CLINICAL RELEVANCE/APPLICATION

Percutaneous IGFBR with sonography and/or fluoroscopy offers surgeons and emergency physicians a safe and effective alternative to operative foreign body removal in this unique high-risk population.


Figure 2 (Young et al., 2008). This x-ray image illustrates 8 metal pieces embedded in the left arm of a teenage girl.

Footnote

1 The term was not found in PubMed.


ADDENDUM: Psychologist Dr Lisa Boesky wants parents to understand that this is a very extreme disorder. "This is not new," she says. "I have been dealing with people who do this since 1995 in juvenile jails and prison. It's very rare in the public arena.

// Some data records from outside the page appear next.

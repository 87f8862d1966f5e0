//! # Voxel Arena Headless Session
//!
//! Runs a short scripted session against the in-memory renderer and logs what
//! happened. Useful for checking a configuration file or a seed without a
//! window.
//!
//! ## Usage
//!
//! ```bash
//! RUST_LOG=info cargo run --release -- [config.json]
//! ```

use log::{info, warn};
use voxel_arena::{
    application_state::{InputSnapshot, InputSource, ScriptedInput},
    config::GameConfig,
    engine_state::{
        clock::{Clock, ManualClock},
        rendering::HeadlessRenderer,
        GameState,
    },
    init_logger,
};
use web_time::Duration;

/// Simulated frame time.
const TICK: Duration = Duration::from_millis(16);

fn load_config() -> GameConfig {
    let Some(path) = std::env::args().nth(1) else {
        return GameConfig::default();
    };
    match GameConfig::load(&path) {
        Ok(config) => config,
        Err(err) => {
            warn!("ignoring {}: {}; using defaults", path, err);
            GameConfig::default()
        }
    }
}

/// Walk, fight, then cross a few chunk borders.
fn script() -> ScriptedInput {
    let mut input = ScriptedInput::default();
    input
        .repeat(InputSnapshot::firing_at(1.0, 0.0), 60)
        .repeat(InputSnapshot::walking(1.0, 0.0), 120)
        .repeat(InputSnapshot::firing_at(0.0, -1.0), 60)
        .repeat(InputSnapshot::walking(0.0, -1.0), 300)
        .repeat(InputSnapshot::firing_at(-1.0, 0.0), 60);
    input
}

fn main() {
    init_logger();

    let config = load_config();
    let clock = ManualClock::new();
    let mut renderer = HeadlessRenderer::new();
    let mut state = GameState::new(config, &mut renderer);
    let mut input = script();

    let (mut attacks, mut destroyed, mut placed) = (0, 0, 0);
    let (mut generated, mut evicted) = (0, 0);

    while input.remaining() > 0 {
        clock.advance(TICK);
        let snapshot = input.snapshot();
        let report = state.tick(&snapshot, clock.now(), &mut renderer);

        if let Some(outcome) = report.player.attack {
            attacks += 1;
            destroyed += outcome.destroyed;
            placed += usize::from(outcome.placed);
        }
        generated += report.stream.generated;
        evicted += report.stream.evicted;
    }

    let position = state.player().position();
    info!(
        "{} ticks: player at ({:.2}, {:.2}), {} attacks, {} destroyed, {} placed",
        state.ticks(),
        position.x,
        position.z,
        attacks,
        destroyed,
        placed
    );
    info!(
        "streaming: {} generated, {} evicted, {} resident, {} blocked cells, {} live visuals",
        generated,
        evicted,
        state.world().store().len(),
        state.world().collision().len(),
        renderer.live_visuals()
    );
    match state.world().check_consistency() {
        Ok(()) => info!("collision index consistent with resident chunks"),
        Err(fault) => warn!("inconsistent world: {}", fault),
    }

    state.shutdown(&mut renderer);
    info!(
        "shutdown: {} visuals released, {} left, {} invalid releases",
        renderer.released_visuals(),
        renderer.live_visuals(),
        renderer.invalid_releases()
    );
}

Teens who embed typically have major mental health disorders and frequently have histories of severe sexual abuse or trauma."

-via Momlogic.


ADDENDUM #2: The spelling error in the title [formerly ...Soft Tissue Foreign Bodes] has been corrected, thanks to psychiatrist Dr. Eliot Gelwan, who also notes, "...there is no need for a new diagnosis. Indeed, self-injuriousness in general is not an illness, or a diagnosis, unto itself, but rather a symptom of a variety of diagnoses. A fortiori for a particular kind of self-injuriousness. This illustrates one of the epistemological confusions plaguing the system for diagnosing behavioral problems, and is a perfect example of the needless proliferation of diagnostic categories."